Description of the task:
Each line below needs to be printed again exactly.
----- Data to process -----
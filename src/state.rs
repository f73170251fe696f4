use std::sync::Arc;

use crate::config::Config;
use crate::history::HistoryQueue;
use crate::llm::CompletionProvider;
use crate::session::SessionStore;
use crate::store::FarmStore;

/// Shared handles for every request.
#[derive(Clone)]
pub struct AppState {
    pub config: Arc<Config>,
    pub store: Arc<dyn FarmStore>,
    /// `None` when no provider API key is configured.
    pub provider: Option<Arc<dyn CompletionProvider>>,
    pub sessions: Arc<SessionStore>,
    pub history: HistoryQueue,
}

impl AppState {
    pub fn new(
        config: Config,
        store: Arc<dyn FarmStore>,
        provider: Option<Arc<dyn CompletionProvider>>,
        history: HistoryQueue,
    ) -> Self {
        let sessions = Arc::new(SessionStore::new(config.session_ttl));
        Self {
            config: Arc::new(config),
            store,
            provider,
            sessions,
            history,
        }
    }
}
use chrono::{DateTime, NaiveDate, Utc};
use serde::{Deserialize, Serialize};
use std::fmt;
use std::str::FromStr;

pub const DEFAULT_LANGUAGE: &str = "english";

#[derive(Debug, Clone, PartialEq, Serialize, Deserialize)]
#[serde(rename_all = "camelCase")]
pub struct Farmer {
    pub id: String,
    pub full_name: String,
    #[serde(default)]
    pub location: Option<String>,
    #[serde(default)]
    pub farm_size: Option<f64>,
    #[serde(default)]
    pub primary_crops: Vec<String>,
    #[serde(default = "default_language")]
    pub language_preference: String,
    #[serde(default)]
    pub phone_number: Option<String>,
    pub created_at: DateTime<Utc>,
    pub updated_at: DateTime<Utc>,
}

impl Farmer {
    pub fn new(id: impl Into<String>, full_name: impl Into<String>) -> Self {
        let now = Utc::now();
        Self {
            id: id.into(),
            full_name: full_name.into(),
            location: None,
            farm_size: None,
            primary_crops: Vec::new(),
            language_preference: default_language(),
            phone_number: None,
            created_at: now,
            updated_at: now,
        }
    }
}

pub fn default_language() -> String {
    DEFAULT_LANGUAGE.to_string()
}

/// Parses a crop list given either as a JSON array or a comma-separated string.
#[derive(Debug, Clone, Deserialize)]
#[serde(untagged)]
pub enum CropList {
    List(Vec<String>),
    Csv(String),
}

impl CropList {
    pub fn into_vec(self) -> Vec<String> {
        let raw = match self {
            CropList::List(items) => items,
            CropList::Csv(s) => s.split(',').map(str::to_string).collect(),
        };
        raw.into_iter()
            .map(|c| c.trim().to_string())
            .filter(|c| !c.is_empty())
            .collect()
    }
}

#[derive(Debug, Clone, PartialEq, Serialize, Deserialize)]
#[serde(rename_all = "camelCase")]
pub struct ChatTurn {
    pub id: String,
    pub farmer_id: String,
    pub message: String,
    pub response: String,
    pub language: String,
    pub created_at: DateTime<Utc>,
}

#[derive(Debug, Clone, PartialEq)]
pub struct NewChatTurn {
    pub farmer_id: String,
    pub message: String,
    pub response: String,
    pub language: String,
}

#[derive(Debug, Clone, Copy, PartialEq, Eq, Serialize, Deserialize)]
#[serde(rename_all = "lowercase")]
pub enum NutrientLevel {
    Low,
    Medium,
    High,
}

impl NutrientLevel {
    pub fn as_str(&self) -> &'static str {
        match self {
            NutrientLevel::Low => "low",
            NutrientLevel::Medium => "medium",
            NutrientLevel::High => "high",
        }
    }
}

impl fmt::Display for NutrientLevel {
    fn fmt(&self, f: &mut fmt::Formatter<'_>) -> fmt::Result {
        f.write_str(self.as_str())
    }
}

impl FromStr for NutrientLevel {
    type Err = String;

    fn from_str(s: &str) -> Result<Self, Self::Err> {
        match s.trim().to_ascii_lowercase().as_str() {
            "low" => Ok(NutrientLevel::Low),
            "medium" => Ok(NutrientLevel::Medium),
            "high" => Ok(NutrientLevel::High),
            other => Err(format!("unknown nutrient level '{}'", other)),
        }
    }
}

#[derive(Debug, Clone, PartialEq, Serialize, Deserialize)]
#[serde(rename_all = "camelCase")]
pub struct SoilRecord {
    pub id: String,
    pub farmer_id: String,
    pub ph_level: f64,
    pub nitrogen_level: NutrientLevel,
    pub phosphorus_level: NutrientLevel,
    pub potassium_level: NutrientLevel,
    pub organic_matter: f64,
    pub recommendations: String,
    pub test_date: NaiveDate,
    pub created_at: DateTime<Utc>,
}

#[derive(Debug, Clone, PartialEq)]
pub struct NewSoilRecord {
    pub farmer_id: String,
    pub ph_level: f64,
    pub nitrogen_level: NutrientLevel,
    pub phosphorus_level: NutrientLevel,
    pub potassium_level: NutrientLevel,
    pub organic_matter: f64,
    pub recommendations: String,
    pub test_date: NaiveDate,
}

#[derive(Debug, Clone, PartialEq, Serialize, Deserialize)]
#[serde(rename_all = "camelCase")]
pub struct PestDetection {
    pub id: String,
    pub farmer_id: String,
    pub crop_type: String,
    pub pest_identified: String,
    /// Fraction in 0.0..=1.0.
    pub confidence_score: f64,
    pub treatment_recommendations: String,
    pub image_url: String,
    pub created_at: DateTime<Utc>,
}

#[derive(Debug, Clone, PartialEq)]
pub struct NewPestDetection {
    pub farmer_id: String,
    pub crop_type: String,
    pub pest_identified: String,
    pub confidence_score: f64,
    pub treatment_recommendations: String,
    pub image_url: String,
}

#[derive(Debug, Clone, PartialEq, Serialize, Deserialize)]
#[serde(rename_all = "camelCase")]
pub struct CropAdvisory {
    pub id: String,
    pub farmer_id: String,
    pub crop_type: String,
    pub advisory_text: String,
    pub advisory_type: String,
    pub created_at: DateTime<Utc>,
}

/// Login identity; the hash never leaves the store layer except for verification.
#[derive(Debug, Clone, PartialEq)]
pub struct Account {
    pub email: String,
    pub password_hash: String,
    pub farmer_id: String,
    pub created_at: DateTime<Utc>,
}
-----
Written response:
filename src/state.rs
repository f73170251fe696f4
use std::sync::Arc;

use crate::config::Config;
use crate::history::HistoryQueue;
use crate::llm::CompletionProvider;
use crate::session::SessionStore;
use crate::store::FarmStore;

/// Shared handles for every request.
#[derive(Clone)]
pub struct AppState {
    pub config: Arc<Config>,
    pub store: Arc<dyn FarmStore>,
    /// `None` when no provider API key is configured.
    pub provider: Option<Arc<dyn CompletionProvider>>,
    pub sessions: Arc<SessionStore>,
    pub history: HistoryQueue,
}

impl AppState {
    pub fn new(
        config: Config,
        store: Arc<dyn FarmStore>,
        provider: Option<Arc<dyn CompletionProvider>>,
        history: HistoryQueue,
    ) -> Self {
        let sessions = Arc::new(SessionStore::new(config.session_ttl));
        Self {
            config: Arc::new(config),
            store,
            provider,
            sessions,
            history,
        }
    }
}
use chrono::{DateTime, NaiveDate, Utc};
use serde::{Deserialize, Serialize};
use std::fmt;
use std::str::FromStr;

pub const DEFAULT_LANGUAGE: &str = "english";

#[derive(Debug, Clone, PartialEq, Serialize, Deserialize)]
#[serde(rename_all = "camelCase")]
pub struct Farmer {
    pub id: String,
    pub full_name: String,
    #[serde(default)]
    pub location: Option<String>,
    #[serde(default)]
    pub farm_size: Option<f64>,
    #[serde(default)]
    pub primary_crops: Vec<String>,
    #[serde(default = "default_language")]
    pub language_preference: String,
    #[serde(default)]
    pub phone_number: Option<String>,
    pub created_at: DateTime<Utc>,
    pub updated_at: DateTime<Utc>,
}

impl Farmer {
    pub fn new(id: impl Into<String>, full_name: impl Into<String>) -> Self {
        let now = Utc::now();
        Self {
            id: id.into(),
            full_name: full_name.into(),
            location: None,
            farm_size: None,
            primary_crops: Vec::new(),
            language_preference: default_language(),
            phone_number: None,
            created_at: now,
            updated_at: now,
        }
    }
}

pub fn default_language() -> String {
    DEFAULT_LANGUAGE.to_string()
}

/// Parses a crop list given either as a JSON array or a comma-separated string.
#[derive(Debug, Clone, Deserialize)]
#[serde(untagged)]
pub enum CropList {
    List(Vec<String>),
    Csv(String),
}

impl CropList {
    pub fn into_vec(self) -> Vec<String> {
        let raw = match self {
            CropList::List(items) => items,
            CropList::Csv(s) => s.split(',').map(str::to_string).collect(),
        };
        raw.into_iter()
            .map(|c| c.trim().to_string())
            .filter(|c| !c.is_empty())
            .collect()
    }
}

#[derive(Debug, Clone, PartialEq, Serialize, Deserialize)]
#[serde(rename_all = "camelCase")]
pub struct ChatTurn {
    pub id: String,
    pub farmer_id: String,
    pub message: String,
    pub response: String,
    pub language: String,
    pub created_at: DateTime<Utc>,
}

#[derive(Debug, Clone, PartialEq)]
pub struct NewChatTurn {
    pub farmer_id: String,
    pub message: String,
    pub response: String,
    pub language: String,
}

#[derive(Debug, Clone, Copy, PartialEq, Eq, Serialize, Deserialize)]
#[serde(rename_all = "lowercase")]
pub enum NutrientLevel {
    Low,
    Medium,
    High,
}

impl NutrientLevel {
    pub fn as_str(&self) -> &'static str {
        match self {
            NutrientLevel::Low => "low",
            NutrientLevel::Medium => "medium",
            NutrientLevel::High => "high",
        }
    }
}

impl fmt::Display for NutrientLevel {
    fn fmt(&self, f: &mut fmt::Formatter<'_>) -> fmt::Result {
        f.write_str(self.as_str())
    }
}

impl FromStr for NutrientLevel {
    type Err = String;

    fn from_str(s: &str) -> Result<Self, Self::Err> {
        match s.trim().to_ascii_lowercase().as_str() {
            "low" => Ok(NutrientLevel::Low),
            "medium" => Ok(NutrientLevel::Medium),
            "high" => Ok(NutrientLevel::High),
            other => Err(format!("unknown nutrient level '{}'", other)),
        }
    }
}

#[derive(Debug, Clone, PartialEq, Serialize, Deserialize)]
#[serde(rename_all = "camelCase")]
pub struct SoilRecord {
    pub id: String,
    pub farmer_id: String,
    pub ph_level: f64,
    pub nitrogen_level: NutrientLevel,
    pub phosphorus_level: NutrientLevel,
    pub potassium_level: NutrientLevel,
    pub organic_matter: f64,
    pub recommendations: String,
    pub test_date: NaiveDate,
    pub created_at: DateTime<Utc>,
}

#[derive(Debug, Clone, PartialEq)]
pub struct NewSoilRecord {
    pub farmer_id: String,
    pub ph_level: f64,
    pub nitrogen_level: NutrientLevel,
    pub phosphorus_level: NutrientLevel,
    pub potassium_level: NutrientLevel,
    pub organic_matter: f64,
    pub recommendations: String,
    pub test_date: NaiveDate,
}

#[derive(Debug, Clone, PartialEq, Serialize, Deserialize)]
#[serde(rename_all = "camelCase")]
pub struct PestDetection {
    pub id: String,
    pub farmer_id: String,
    pub crop_type: String,
    pub pest_identified: String,
    /// Fraction in 0.0..=1.0.
    pub confidence_score: f64,
    pub treatment_recommendations: String,
    pub image_url: String,
    pub created_at: DateTime<Utc>,
}

#[derive(Debug, Clone, PartialEq)]
pub struct NewPestDetection {
    pub farmer_id: String,
    pub crop_type: String,
    pub pest_identified: String,
    pub confidence_score: f64,
    pub treatment_recommendations: String,
    pub image_url: String,
}

#[derive(Debug, Clone, PartialEq, Serialize, Deserialize)]
#[serde(rename_all = "camelCase")]
pub struct CropAdvisory {
    pub id: String,
    pub farmer_id: String,
    pub crop_type: String,
    pub advisory_text: String,
    pub advisory_type: String,
    pub created_at: DateTime<Utc>,
}

/// Login identity; the hash never leaves the store layer except for verification.
#[derive(Debug, Clone, PartialEq)]
pub struct Account {
    pub email: String,
    pub password_hash: String,
    pub farmer_id: String,
    pub created_at: DateTime<Utc>,
}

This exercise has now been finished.